### Task details
Every line below between the one holding "cleanup failed, continuing" and the one holding "let token_ttl = match", inclusive, should be copied exactly, and no other line.

### Data for analysis
..............................

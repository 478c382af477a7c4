use std::sync::Arc;

use axum::{
    extract::{Extension, Path},
    http::StatusCode,
    response::{IntoResponse, Response},
    routing::{get, post},
    Json, Router,
};

use cashbook_core::{CashSessionId, MoneyLocationId};

use crate::app::services::AppServices;
use crate::app::{dto, errors};
use crate::context::RequestContext;

pub fn router() -> Router {
    Router::new()
        .route("/", post(open_session))
        .route("/active/:location_id", get(get_active_session))
        .route("/:id/close", post(close_session))
        .route("/:id/force-close", post(force_close_session))
}

fn parse_session_id(raw: &str) -> Result<CashSessionId, Response> {
    raw.parse().map_err(|_| errors::invalid_id("cash session"))
}

pub async fn open_session(
    Extension(services): Extension<Arc<AppServices>>,
    Extension(ctx): Extension<RequestContext>,
    Json(body): Json<dto::OpenSessionRequest>,
) -> Result<Response, Response> {
    let user = errors::require_user(&ctx)?;
    let session = services
        .ledger
        .sessions
        .open_session(body.money_location_id, body.starting_cash, user, body.notes)
        .await
        .map_err(errors::ledger_error_to_response)?;
    Ok((StatusCode::CREATED, Json(session)).into_response())
}

/// 404 when the location has no open session.
pub async fn get_active_session(
    Extension(services): Extension<Arc<AppServices>>,
    Path(location_id): Path<String>,
) -> Result<Response, Response> {
    let location_id: MoneyLocationId = location_id
        .parse()
        .map_err(|_| errors::invalid_id("money location"))?;
    let session = services
        .ledger
        .sessions
        .get_active_session(location_id)
        .await
        .map_err(errors::ledger_error_to_response)?;
    match session {
        Some(session) => Ok((StatusCode::OK, Json(session)).into_response()),
        None => Err(errors::json_error(
            StatusCode::NOT_FOUND,
            "no_open_session",
            format!("no open cash session for location {location_id}"),
        )),
    }
}

pub async fn close_session(
    Extension(services): Extension<Arc<AppServices>>,
    Extension(ctx): Extension<RequestContext>,
    Path(id): Path<String>,
    Json(body): Json<dto::CloseSessionRequest>,
) -> Result<Response, Response> {
    let user = errors::require_user(&ctx)?;
    let session = services
        .ledger
        .sessions
        .close_session(parse_session_id(&id)?, body.actual_cash, user, body.notes)
        .await
        .map_err(errors::ledger_error_to_response)?;
    Ok((StatusCode::OK, Json(session)).into_response())
}

pub async fn force_close_session(
    Extension(services): Extension<Arc<AppServices>>,
    Extension(ctx): Extension<RequestContext>,
    Path(id): Path<String>,
    Json(body): Json<dto::CloseSessionRequest>,
) -> Result<Response, Response> {
    let user = errors::require_user(&ctx)?;
    let session = services
        .ledger
        .sessions
        .force_close(parse_session_id(&id)?, body.actual_cash, user, body.notes)
        .await
        .map_err(errors::ledger_error_to_response)?;
    Ok((StatusCode::OK, Json(session)).into_response())
}
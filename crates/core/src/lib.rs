//! `cashbook-core` — domain foundation building blocks.
//!
//! This crate contains **pure domain** primitives (no infrastructure concerns).

pub mod entity;
pub mod error;
pub mod id;
pub mod value_object;

pub use entity::Entity;
pub use error::DomainError;
pub use id::{
    AccountId, CashSessionId, JournalEntryId, JournalLineId, MoneyLocationId, MoneyMovementId,
    UserId,
};
pub use value_object::ValueObject;
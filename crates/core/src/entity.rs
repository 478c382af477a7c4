//! Entity trait: identity + continuity across state changes.

/// Entity marker + minimal interface.
///
/// Ledger records (accounts, money locations, journal entries, cash sessions) are
/// entities: two records with the same id are the same record, whatever their
/// current field values.
pub trait Entity {
    /// Strongly-typed entity identifier.
    type Id: Clone + Eq + core::hash::Hash + core::fmt::Debug;

    /// Returns the entity identifier.
    fn id(&self) -> &Self::Id;
}
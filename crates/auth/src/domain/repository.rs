//! Repository Traits
//!
//! Interfaces for data persistence. Implementation is in the
//! infrastructure layer; the core holds no cached copies across calls
//! (every flow re-reads through these traits within its own call).

use crate::domain::entity::{Account, DeviceBinding};
use crate::domain::value_object::{DeviceAddress, Email};
use crate::error::AuthResult;

/// Account repository trait
#[trait_variant::make(AccountRepository: Send)]
pub trait LocalAccountRepository {
    /// Persist a new account, returning its assigned id.
    ///
    /// Fails with `AuthError::AlreadyExists` when the email is taken.
    async fn save_account(
        &self,
        email: &Email,
        password_hash: &platform::password::HashedPassword,
    ) -> AuthResult<i64>;

    /// Find an account by email
    async fn find_by_email(&self, email: &Email) -> AuthResult<Option<Account>>;
}

/// Device binding repository trait
#[trait_variant::make(DeviceRepository: Send)]
pub trait LocalDeviceRepository {
    /// Insert or refresh a device binding.
    ///
    /// Must be atomic: the quota check and the insert happen under one
    /// unit so concurrent binds for the same account cannot both cross
    /// the limit. Fails with `AuthError::AccountNotFound` when the
    /// account does not exist and `AuthError::QuotaExceeded` when the
    /// account already has the maximum number of live bindings; on
    /// failure no binding state changes.
    async fn bind_device(&self, binding: &DeviceBinding) -> AuthResult<()>;

    /// Check whether a live (unexpired) binding exists
    async fn device_exists(&self, email: &Email, device: &DeviceAddress) -> AuthResult<bool>;
}
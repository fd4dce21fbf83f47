//! API Server Entry Point
//!
//! Application entry point and server initialization.
//! Uses `anyhow` for startup errors, but application-level
//! errors should use `auth::AppError`.

use auth::{AuthConfig, PgAuthRepository, auth_router};
use axum::Router;
use base64::Engine;
use base64::engine::general_purpose;
use sqlx::postgres::PgPoolOptions;
use std::env;
use std::net::SocketAddr;
use std::time::Duration;
use tokio::net::TcpListener;
use tower_http::trace::TraceLayer;
use tracing_subscriber::{layer::SubscriberExt, util::SubscriberInitExt};

/// Interval between expired-binding sweeps
const CLEANUP_INTERVAL: Duration = Duration::from_secs(3600);

#[tokio::main]
async fn main() -> anyhow::Result<()> {
    // Load .env file
    dotenvy::dotenv().ok();

    // Initialize tracing
    tracing_subscriber::registry()
        .with(
            tracing_subscriber::EnvFilter::try_from_default_env()
                .unwrap_or_else(|_| "api=info,auth=info,tower_http=info".into()),
        )
        .with(tracing_subscriber::fmt::layer())
        .init();

    // Database connection
    let database_url = env::var("DATABASE_URL").expect("DATABASE_URL must be set in environment");

    let pool = PgPoolOptions::new()
        .max_connections(5)
        .connect(&database_url)
        .await?;

    tracing::info!("Connected to database");

    // Run migrations
    sqlx::migrate!("../../database/migrations").run(&pool).await?;

    tracing::info!("Migrations completed");

    // Startup cleanup: remove expired device bindings
    // Errors here should not prevent server startup
    let repo = PgAuthRepository::new(pool.clone());
    match repo.cleanup_expired().await {
        Ok(bindings) => {
            tracing::info!(bindings_deleted = bindings, "Device binding cleanup completed");
        }
        Err(e) => {
            tracing::warn!(error = %e, "Device binding cleanup failed, continuing anyway");
        }
    }

    // Periodic sweep so lapsed bindings free their quota slots even
    // without a restart
    let sweep_repo = PgAuthRepository::new(pool.clone());
    tokio::spawn(async move {
        let mut ticker = tokio::time::interval(CLEANUP_INTERVAL);
        ticker.tick().await; // first tick fires immediately
        loop {
            ticker.tick().await;
            match sweep_repo.cleanup_expired().await {
                Ok(bindings) if bindings > 0 => {
                    tracing::info!(bindings_deleted = bindings, "Device binding sweep completed");
                }
                Ok(_) => {}
                Err(e) => {
                    tracing::warn!(error = %e, "Device binding sweep failed");
                }
            }
        }
    });

    // Auth configuration
    let auth_config = if cfg!(debug_assertions) {
        AuthConfig::development()
    } else {
        // In production, load secret from environment
        let secret_b64 =
            env::var("TOKEN_SECRET").expect("TOKEN_SECRET must be set in production");
        let token_secret = Engine::decode(&general_purpose::STANDARD, &secret_b64)?;
        anyhow::ensure!(
            token_secret.len() >= 32,
            "TOKEN_SECRET must decode to at least 32 bytes"
        );
        let token_ttl = match env::var("TOKEN_TTL_SECS") {
            Ok(secs) => Duration::from_secs(secs.parse()?),
            Err(_) => AuthConfig::default().token_ttl,
        };
        AuthConfig {
            token_secret,
            token_ttl,
            ..AuthConfig::default()
        }
    };

    // Build router
    let app = Router::new()
        .nest("/api/auth", auth_router(repo, auth_config))
        .layer(TraceLayer::new_for_http());

    // Start server
    let port: u16 = match env::var("APP_PORT") {
        Ok(port) => port.parse()?,
        Err(_) => 31113,
    };
    let addr = SocketAddr::from(([0, 0, 0, 0], port));
    tracing::info!("Listening on {}", addr);

    let listener = TcpListener::bind(addr).await?;
    axum::serve(
        listener,
        app.into_make_service_with_connect_info::<SocketAddr>(),
    )
    .await?;

    Ok(())
}
//! Device Address Value Object
//!
//! Opaque client-supplied device identifier. The service binds tokens and
//! quota slots to this value; it carries no structure beyond being a
//! bounded, printable string.

use kernel::error::app_error::{AppError, AppResult};
use serde::{Deserialize, Serialize};

/// Maximum device address length
const DEVICE_ADDRESS_MAX_LENGTH: usize = 255;

/// Device address value object
#[derive(Debug, Clone, PartialEq, Eq, Hash, Serialize, Deserialize)]
pub struct DeviceAddress(String);

impl DeviceAddress {
    /// Create a new device address with validation
    pub fn new(address: impl Into<String>) -> AppResult<Self> {
        let address = address.into();

        if address.trim().is_empty() {
            return Err(AppError::bad_request("Device address cannot be empty"));
        }

        if address.len() > DEVICE_ADDRESS_MAX_LENGTH {
            return Err(AppError::bad_request(format!(
                "Device address must be at most {} characters",
                DEVICE_ADDRESS_MAX_LENGTH
            )));
        }

        if address.chars().any(|c| c.is_control()) {
            return Err(AppError::bad_request(
                "Device address contains invalid characters",
            ));
        }

        Ok(Self(address))
    }

    /// Create from database value (assumed already validated)
    pub fn from_db(address: impl Into<String>) -> Self {
        Self(address.into())
    }

    /// Get the address as a string slice
    pub fn as_str(&self) -> &str {
        &self.0
    }
}

impl std::fmt::Display for DeviceAddress {
    fn fmt(&self, f: &mut std::fmt::Formatter<'_>) -> std::fmt::Result {
        write!(f, "{}", self.0)
    }
}

impl AsRef<str> for DeviceAddress {
    fn as_ref(&self) -> &str {
        &self.0
    }
}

..............................

### Result
            tracing::warn!(error = %e, "Device binding cleanup failed, continuing anyway");
        }
    }

    // Periodic sweep so lapsed bindings free their quota slots even
    // without a restart
    let sweep_repo = PgAuthRepository::new(pool.clone());
    tokio::spawn(async move {
        let mut ticker = tokio::time::interval(CLEANUP_INTERVAL);
        ticker.tick().await; // first tick fires immediately
        loop {
            ticker.tick().await;
            match sweep_repo.cleanup_expired().await {
                Ok(bindings) if bindings > 0 => {
                    tracing::info!(bindings_deleted = bindings, "Device binding sweep completed");
                }
                Ok(_) => {}
                Err(e) => {
                    tracing::warn!(error = %e, "Device binding sweep failed");
                }
            }
        }
    });

    // Auth configuration
    let auth_config = if cfg!(debug_assertions) {
        AuthConfig::development()
    } else {
        // In production, load secret from environment
        let secret_b64 =
            env::var("TOKEN_SECRET").expect("TOKEN_SECRET must be set in production");
        let token_secret = Engine::decode(&general_purpose::STANDARD, &secret_b64)?;
        anyhow::ensure!(
            token_secret.len() >= 32,
            "TOKEN_SECRET must decode to at least 32 bytes"
        );
        let token_ttl = match env::var("TOKEN_TTL_SECS") {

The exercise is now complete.